◆ Source records ◆
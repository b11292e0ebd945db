// AMACAD cluster analysis: Aggregation and exploration of clustering simulation results
// Copyright (C) 2024-2025 The AMACAD analysis authors
//
// This program is free software: you can redistribute it and/or modify
// it under the terms of the GNU General Public License as published by
// the Free Software Foundation, either version 3 of the License, or
// (at your option) any later version.
//
// This program is distributed in the hope that it will be useful,
// but WITHOUT ANY WARRANTY; without even the implied warranty of
// MERCHANTABILITY or FITNESS FOR A PARTICULAR PURPOSE.  See the
// GNU General Public License for more details.
//
// You should have received a copy of the GNU General Public License
// along with this program.  If not, see <http://www.gnu.org/licenses/>.

//! Compile all runs of a results directory into a [`ResultTree`].

use std::{
    collections::BTreeMap,
    path::{Path, PathBuf},
    time::{Duration, Instant},
};

use amacad_utils::omnet::{enumerate_configs, OmnetError};
use indicatif::{MultiProgress, ProgressBar, ProgressStyle};

use crate::{
    collect::{collect_results, observed_metrics},
    params::Process,
    tree::{ResultTree, TreeBuilder, TreeError},
    util::fmt_elapsed,
};

#[derive(Debug, thiserror::Error)]
pub enum CompileError {
    #[error("Cannot read the results directory: {0}")]
    Omnet(#[from] OmnetError),
    #[error("{0}")]
    Tree(#[from] TreeError),
    #[error("Invalid progress bar template: {0}")]
    Template(#[from] indicatif::style::TemplateError),
}

/// What to compile, and where to store the result.
#[derive(Debug, Clone)]
pub struct CompileOptions {
    pub directory: PathBuf,
    /// Runs are packed into tar archives.
    pub archived: bool,
    pub process: Process,
    pub output: PathBuf,
}

/// Summary of a compilation.
#[derive(Debug, Clone, Default, PartialEq, Eq)]
pub struct CompileReport {
    /// Configurations that match the process mode.
    pub configs: Vec<String>,
    /// Configurations of a different process mode.
    pub ignored_configs: Vec<String>,
    /// Number of runs found for every configuration, including the ignored ones.
    pub found_runs: BTreeMap<String, usize>,
    pub runs: usize,
    /// Runs that could not be read, or whose attributes are incomplete.
    pub skipped_runs: usize,
    pub leaves: usize,
    pub elapsed: Duration,
}

/// Read every run in `directory` belonging to `process`, and aggregate the per-run values of all
/// runs with the same parameters.
pub fn compile_tree(
    directory: impl AsRef<Path>,
    archived: bool,
    process: Process,
    multi: &MultiProgress,
) -> Result<(ResultTree, CompileReport), CompileError> {
    let start = Instant::now();
    let mut report = CompileReport::default();
    let mut builder = TreeBuilder::new(process);

    let mut containers = enumerate_configs(directory, archived)?;
    containers.retain(|config, container| {
        let found = container.run_list().len();
        log::info!("Found {found} runs for {config}.");
        report.found_runs.insert(config.clone(), found);
        if process.accepts(config) {
            report.configs.push(config.clone());
            true
        } else {
            log::info!("Skipping {config}, it is not a {process} configuration.");
            report.ignored_configs.push(config.clone());
            false
        }
    });

    let total: usize = containers.values().map(|c| c.run_list().len()).sum();
    let bar = multi.add(ProgressBar::new(total as u64));
    bar.set_style(ProgressStyle::with_template(
        "{wide_bar} runs: {pos}/{len}, time: {elapsed}, eta: {eta}",
    )?);

    for (config, container) in containers.iter_mut() {
        for run in container.run_list() {
            bar.inc(1);
            report.runs += 1;
            let results = match container.select_run(run) {
                Ok(results) => results,
                Err(e) => {
                    log::warn!("Skipping run #{run} of {config}: {e}");
                    report.skipped_runs += 1;
                    continue;
                }
            };
            let path = match process.key_path(results.run_attributes()) {
                Ok(path) => path,
                Err(e) => {
                    log::warn!("Skipping run #{run} of {config}: {e}");
                    report.skipped_runs += 1;
                    continue;
                }
            };

            let collected = collect_results(results);
            log::debug!(
                "Run #{run} of {config} recorded {:?}",
                observed_metrics(&collected)
            );
            builder.push(path, collected.collate())?;
        }
    }
    bar.finish_and_clear();
    multi.remove(&bar);

    let tree = builder.finish();
    report.leaves = tree.len();
    report.elapsed = start.elapsed();
    Ok((tree, report))
}

/// Compile the results and store them at `options.output`.
pub fn compile(
    options: &CompileOptions,
    multi: &MultiProgress,
) -> Result<CompileReport, CompileError> {
    let (tree, report) = compile_tree(
        &options.directory,
        options.archived,
        options.process,
        multi,
    )?;
    if report.configs.is_empty() {
        log::warn!(
            "No {} configurations found in {:?}",
            options.process,
            options.directory
        );
    }
    tree.save(&options.output)?;
    log::info!(
        "Stored {} parameter combinations from {} runs ({} skipped) in {:?}",
        report.leaves,
        report.runs,
        report.skipped_runs,
        options.output
    );
    log::info!("Analysis time: {}", fmt_elapsed(report.elapsed));
    Ok(report)
}

#[cfg(test)]
mod test {
    use std::fs;

    use super::*;
    use crate::{
        metrics::{Metric, MetricKey, Reduction, Summary},
        params::ParamValue,
    };

    fn sca(config: &str, run: u32, launch: &str, overhead: f64) -> String {
        format!(
            r#"version 2
run {config}-{run}-20240101
attr configname {config}
attr runnumber {run}
attr networkType Amacad
attr launchCfg "xmldoc(\"maps/{launch}.launchd.xml\")"
attr beacon 1
attr initFreshness 5
attr freshThresh 0.5
scalar {config}.node[0].net overhead:sum {overhead}
"#
        )
    }

    #[test]
    fn compile_locations() {
        let dir = tempfile::tempdir().unwrap();
        fs::write(dir.path().join("zurich-0.sca"), sca("zurich", 0, "zurich", 10.0)).unwrap();
        fs::write(dir.path().join("zurich-1.sca"), sca("zurich", 1, "zurich", 30.0)).unwrap();
        fs::write(dir.path().join("zurich-2.sca"), "run broken\nscalar x").unwrap();
        fs::write(dir.path().join("grid4-0.sca"), sca("grid4", 0, "grid", 1.0)).unwrap();

        let (tree, report) = compile_tree(
            dir.path(),
            false,
            Process::Location,
            &MultiProgress::new(),
        )
        .unwrap();

        assert_eq!(report.configs, vec!["zurich"]);
        assert_eq!(report.ignored_configs, vec!["grid4"]);
        assert_eq!(
            report.found_runs,
            BTreeMap::from_iter([("grid4".to_string(), 1), ("zurich".to_string(), 3)])
        );
        assert_eq!(report.runs, 3);
        assert_eq!(report.skipped_runs, 1);
        assert_eq!(tree.len(), 1);

        let path: Vec<ParamValue> = vec![
            "zurich".into(),
            "Amacad".into(),
            1.0.into(),
            5.0.into(),
            0.5.into(),
        ];
        assert_eq!(
            tree.get(&path, &MetricKey::new(Metric::Overhead, Reduction::Mean)),
            Some(&Summary::from((20.0, 10.0, 30.0, 10.0)))
        );
    }

    #[test]
    fn compile_to_file() {
        let dir = tempfile::tempdir().unwrap();
        let results = dir.path().join("results");
        fs::create_dir(&results).unwrap();
        fs::write(results.join("bern-0.sca"), sca("bern", 0, "bern", 4.0)).unwrap();

        let options = CompileOptions {
            directory: results,
            archived: false,
            process: Process::Location,
            output: dir.path().join("bern.json"),
        };
        let report = compile(&options, &MultiProgress::new()).unwrap();
        assert_eq!(report.leaves, 1);
        let tree = ResultTree::load(&options.output).unwrap();
        assert_eq!(tree.settings().process, Process::Location);
        assert_eq!(tree.keys_at(&[]), vec![ParamValue::from("bern")]);
    }
}
// AMACAD cluster analysis: Aggregation and exploration of clustering simulation results
// Copyright (C) 2024-2025 The AMACAD analysis authors
//
// This program is free software: you can redistribute it and/or modify
// it under the terms of the GNU General Public License as published by
// the Free Software Foundation, either version 3 of the License, or
// (at your option) any later version.
//
// This program is distributed in the hope that it will be useful,
// but WITHOUT ANY WARRANTY; without even the implied warranty of
// MERCHANTABILITY or FITNESS FOR A PARTICULAR PURPOSE.  See the
// GNU General Public License for more details.
//
// You should have received a copy of the GNU General Public License
// along with this program.  If not, see <http://www.gnu.org/licenses/>.

use std::{io, path::PathBuf};

use anyhow::{Context, Result};
use clap::{Parser, Subcommand};

use amacad::{
    analyse::Session,
    compile::{compile, CompileOptions},
    export::export,
    params::Process,
    plot::PlotlyRenderer,
    tree::ResultTree,
    util,
};

#[derive(Parser, Debug)]
#[command(author, version, about, long_about = None)] // get author/version information from Cargo.toml
struct Args {
    #[command(subcommand)]
    command: Command,
}

#[derive(Subcommand, Debug)]
enum Command {
    /// Compile the runs of a results directory into a single data file.
    Compile {
        /// Results directory of the simulation campaign.
        #[arg(short, long)]
        directory: PathBuf,
        /// The runs are packed into tar archives.
        #[arg(short = 't', long)]
        use_tar: bool,
        /// Kind of simulations to compile.
        #[arg(short, long, value_enum, default_value_t = Process::Location)]
        process: Process,
        /// Data file to write.
        #[arg(short, long)]
        output: PathBuf,
    },
    /// Interactively explore and plot a compiled data file.
    Analyse {
        /// Compiled data file.
        #[arg(short, long)]
        file: PathBuf,
        /// Directory for charts that are stored instead of shown.
        #[arg(short, long, default_value = "./plots/")]
        output_path: PathBuf,
    },
    /// Write a compiled data file as a CSV table.
    Export {
        /// Compiled data file.
        #[arg(short, long)]
        file: PathBuf,
        /// CSV file to write.
        #[arg(short, long)]
        output: PathBuf,
    },
}

fn main() -> Result<()> {
    let args = Args::parse();
    let multi = util::init_logging()?;

    match args.command {
        Command::Compile {
            directory,
            use_tar,
            process,
            output,
        } => {
            let options = CompileOptions {
                directory,
                archived: use_tar,
                process,
                output,
            };
            compile(&options, &multi)
                .with_context(|| format!("Cannot compile {:?}", options.directory))?;
        }
        Command::Analyse { file, output_path } => {
            let tree = match ResultTree::load(&file) {
                Ok(tree) => tree,
                Err(e) => {
                    println!("Cannot load {}: {e}", file.display());
                    return Ok(());
                }
            };
            log::info!(
                "Loaded {} parameter combinations of {} simulations",
                tree.len(),
                tree.settings().process
            );
            let mut session = Session::new(
                &tree,
                io::stdin().lock(),
                io::stdout(),
                PlotlyRenderer,
                output_path,
            );
            session.run().context("Interactive session failed")?;
        }
        Command::Export { file, output } => {
            export(&file, &output).with_context(|| format!("Cannot export {file:?}"))?;
        }
    }

    println!("Good bye!");
    Ok(())
}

◆ Activity ◆
Lines holding the word "that" should be counted across the entries; state only how many there are.

◆ Answer for the task ◆
5